-- What you are asked to do --
Using the records below, quote only the span that opens with the line containing "value.get(key).and_then(Value::as_str).map(str::to_string)" and closes with the line containing "exposes the gateway's", exactly and inclusively.
*** Opening Supplied material ***
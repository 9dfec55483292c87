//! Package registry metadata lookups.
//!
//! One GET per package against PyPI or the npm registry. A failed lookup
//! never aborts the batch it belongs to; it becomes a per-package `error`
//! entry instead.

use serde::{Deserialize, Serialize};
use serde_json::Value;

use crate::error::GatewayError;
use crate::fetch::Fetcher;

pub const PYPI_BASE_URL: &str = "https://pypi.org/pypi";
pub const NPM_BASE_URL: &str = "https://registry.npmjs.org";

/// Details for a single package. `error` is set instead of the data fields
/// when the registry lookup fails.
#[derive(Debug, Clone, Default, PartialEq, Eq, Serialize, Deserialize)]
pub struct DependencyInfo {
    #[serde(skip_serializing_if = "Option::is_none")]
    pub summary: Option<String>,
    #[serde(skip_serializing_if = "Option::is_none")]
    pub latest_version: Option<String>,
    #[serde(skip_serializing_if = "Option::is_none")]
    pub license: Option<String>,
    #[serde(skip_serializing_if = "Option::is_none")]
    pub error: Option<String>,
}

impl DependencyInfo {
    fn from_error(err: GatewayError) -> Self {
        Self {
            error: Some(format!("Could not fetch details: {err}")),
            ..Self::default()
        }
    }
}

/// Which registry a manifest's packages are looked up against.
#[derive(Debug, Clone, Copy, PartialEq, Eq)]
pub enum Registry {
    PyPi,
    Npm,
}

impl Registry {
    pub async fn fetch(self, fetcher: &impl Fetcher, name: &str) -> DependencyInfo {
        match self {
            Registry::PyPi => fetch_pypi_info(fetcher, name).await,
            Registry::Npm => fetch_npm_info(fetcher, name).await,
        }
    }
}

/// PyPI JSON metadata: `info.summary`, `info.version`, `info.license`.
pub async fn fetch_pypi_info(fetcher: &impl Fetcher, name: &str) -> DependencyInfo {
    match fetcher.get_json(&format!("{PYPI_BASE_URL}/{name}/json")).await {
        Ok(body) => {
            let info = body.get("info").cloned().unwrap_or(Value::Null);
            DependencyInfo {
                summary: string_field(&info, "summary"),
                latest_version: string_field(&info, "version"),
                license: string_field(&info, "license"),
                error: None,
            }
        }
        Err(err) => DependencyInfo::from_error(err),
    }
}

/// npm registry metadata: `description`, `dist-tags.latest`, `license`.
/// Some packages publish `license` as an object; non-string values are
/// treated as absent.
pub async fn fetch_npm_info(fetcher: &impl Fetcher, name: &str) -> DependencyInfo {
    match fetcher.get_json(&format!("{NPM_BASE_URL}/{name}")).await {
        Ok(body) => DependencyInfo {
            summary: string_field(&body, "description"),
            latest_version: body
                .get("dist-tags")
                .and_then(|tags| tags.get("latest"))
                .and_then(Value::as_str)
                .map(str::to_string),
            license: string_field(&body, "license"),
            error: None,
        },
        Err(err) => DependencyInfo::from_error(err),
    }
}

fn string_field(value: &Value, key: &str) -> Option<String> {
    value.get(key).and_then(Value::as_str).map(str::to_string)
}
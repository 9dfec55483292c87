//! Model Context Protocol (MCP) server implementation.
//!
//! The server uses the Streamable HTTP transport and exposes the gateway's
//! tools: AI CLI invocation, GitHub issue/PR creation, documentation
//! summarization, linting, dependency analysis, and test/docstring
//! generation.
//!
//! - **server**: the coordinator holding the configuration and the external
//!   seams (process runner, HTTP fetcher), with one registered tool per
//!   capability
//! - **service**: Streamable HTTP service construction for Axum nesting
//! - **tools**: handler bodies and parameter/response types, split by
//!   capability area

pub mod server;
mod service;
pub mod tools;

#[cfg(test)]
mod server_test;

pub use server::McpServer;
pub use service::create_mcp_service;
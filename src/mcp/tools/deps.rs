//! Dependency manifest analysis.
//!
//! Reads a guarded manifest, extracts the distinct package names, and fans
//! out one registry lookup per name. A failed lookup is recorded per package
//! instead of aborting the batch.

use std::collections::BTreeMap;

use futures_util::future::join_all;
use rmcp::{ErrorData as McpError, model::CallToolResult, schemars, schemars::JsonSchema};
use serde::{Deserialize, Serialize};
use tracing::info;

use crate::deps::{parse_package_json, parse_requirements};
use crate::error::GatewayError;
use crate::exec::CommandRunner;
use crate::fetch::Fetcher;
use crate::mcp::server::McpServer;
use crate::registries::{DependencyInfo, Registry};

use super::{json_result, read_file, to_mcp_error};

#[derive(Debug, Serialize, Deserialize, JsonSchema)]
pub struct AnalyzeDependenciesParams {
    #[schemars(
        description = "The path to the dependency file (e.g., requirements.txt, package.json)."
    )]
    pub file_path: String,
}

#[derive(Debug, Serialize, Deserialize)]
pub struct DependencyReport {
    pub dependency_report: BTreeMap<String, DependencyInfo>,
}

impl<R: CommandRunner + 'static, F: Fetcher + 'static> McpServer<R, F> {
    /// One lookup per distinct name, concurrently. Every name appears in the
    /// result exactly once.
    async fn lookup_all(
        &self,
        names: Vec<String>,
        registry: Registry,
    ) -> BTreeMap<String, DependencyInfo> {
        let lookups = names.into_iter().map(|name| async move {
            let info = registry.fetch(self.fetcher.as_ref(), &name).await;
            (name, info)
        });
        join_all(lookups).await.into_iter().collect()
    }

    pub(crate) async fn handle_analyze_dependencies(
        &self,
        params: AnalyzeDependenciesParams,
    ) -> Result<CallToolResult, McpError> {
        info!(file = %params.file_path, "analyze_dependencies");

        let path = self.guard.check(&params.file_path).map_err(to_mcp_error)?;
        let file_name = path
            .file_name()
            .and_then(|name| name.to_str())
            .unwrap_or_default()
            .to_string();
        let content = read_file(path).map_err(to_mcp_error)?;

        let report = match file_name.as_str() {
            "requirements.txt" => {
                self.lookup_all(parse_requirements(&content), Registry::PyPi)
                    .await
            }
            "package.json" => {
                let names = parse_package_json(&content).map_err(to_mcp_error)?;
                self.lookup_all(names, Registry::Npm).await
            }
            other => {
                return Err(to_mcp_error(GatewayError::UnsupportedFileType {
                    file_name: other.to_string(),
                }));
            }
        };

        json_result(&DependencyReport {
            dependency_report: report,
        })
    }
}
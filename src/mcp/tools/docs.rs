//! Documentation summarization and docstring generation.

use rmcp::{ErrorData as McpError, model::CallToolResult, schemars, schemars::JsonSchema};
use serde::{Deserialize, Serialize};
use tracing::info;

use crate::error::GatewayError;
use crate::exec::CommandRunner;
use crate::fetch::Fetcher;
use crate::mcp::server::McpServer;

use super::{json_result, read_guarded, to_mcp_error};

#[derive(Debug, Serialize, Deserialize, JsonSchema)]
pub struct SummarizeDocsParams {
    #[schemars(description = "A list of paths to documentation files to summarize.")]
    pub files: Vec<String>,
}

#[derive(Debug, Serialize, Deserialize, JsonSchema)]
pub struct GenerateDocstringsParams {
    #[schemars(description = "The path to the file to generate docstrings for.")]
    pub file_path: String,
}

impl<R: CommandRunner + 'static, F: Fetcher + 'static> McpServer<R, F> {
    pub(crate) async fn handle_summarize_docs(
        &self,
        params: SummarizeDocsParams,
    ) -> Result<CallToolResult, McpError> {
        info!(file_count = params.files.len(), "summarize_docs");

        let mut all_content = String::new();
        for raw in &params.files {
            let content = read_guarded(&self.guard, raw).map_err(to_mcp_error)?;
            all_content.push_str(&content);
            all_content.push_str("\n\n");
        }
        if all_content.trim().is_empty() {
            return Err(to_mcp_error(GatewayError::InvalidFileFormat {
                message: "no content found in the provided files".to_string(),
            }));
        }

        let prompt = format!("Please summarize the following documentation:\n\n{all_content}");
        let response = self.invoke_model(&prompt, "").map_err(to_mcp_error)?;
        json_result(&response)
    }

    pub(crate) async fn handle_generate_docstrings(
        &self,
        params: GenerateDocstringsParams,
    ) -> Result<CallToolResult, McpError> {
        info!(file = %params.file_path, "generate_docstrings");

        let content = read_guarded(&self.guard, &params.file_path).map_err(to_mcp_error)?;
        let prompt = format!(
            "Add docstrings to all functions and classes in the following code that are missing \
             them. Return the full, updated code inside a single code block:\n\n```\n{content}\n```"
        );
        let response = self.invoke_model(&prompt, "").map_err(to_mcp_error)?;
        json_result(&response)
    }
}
*** Closing Supplied material ***
-- Solved problem --
    value.get(key).and_then(Value::as_str).map(str::to_string)
}
repository 9dfec55483292c87
//! Model Context Protocol (MCP) server implementation.
//!
//! The server uses the Streamable HTTP transport and exposes the gateway's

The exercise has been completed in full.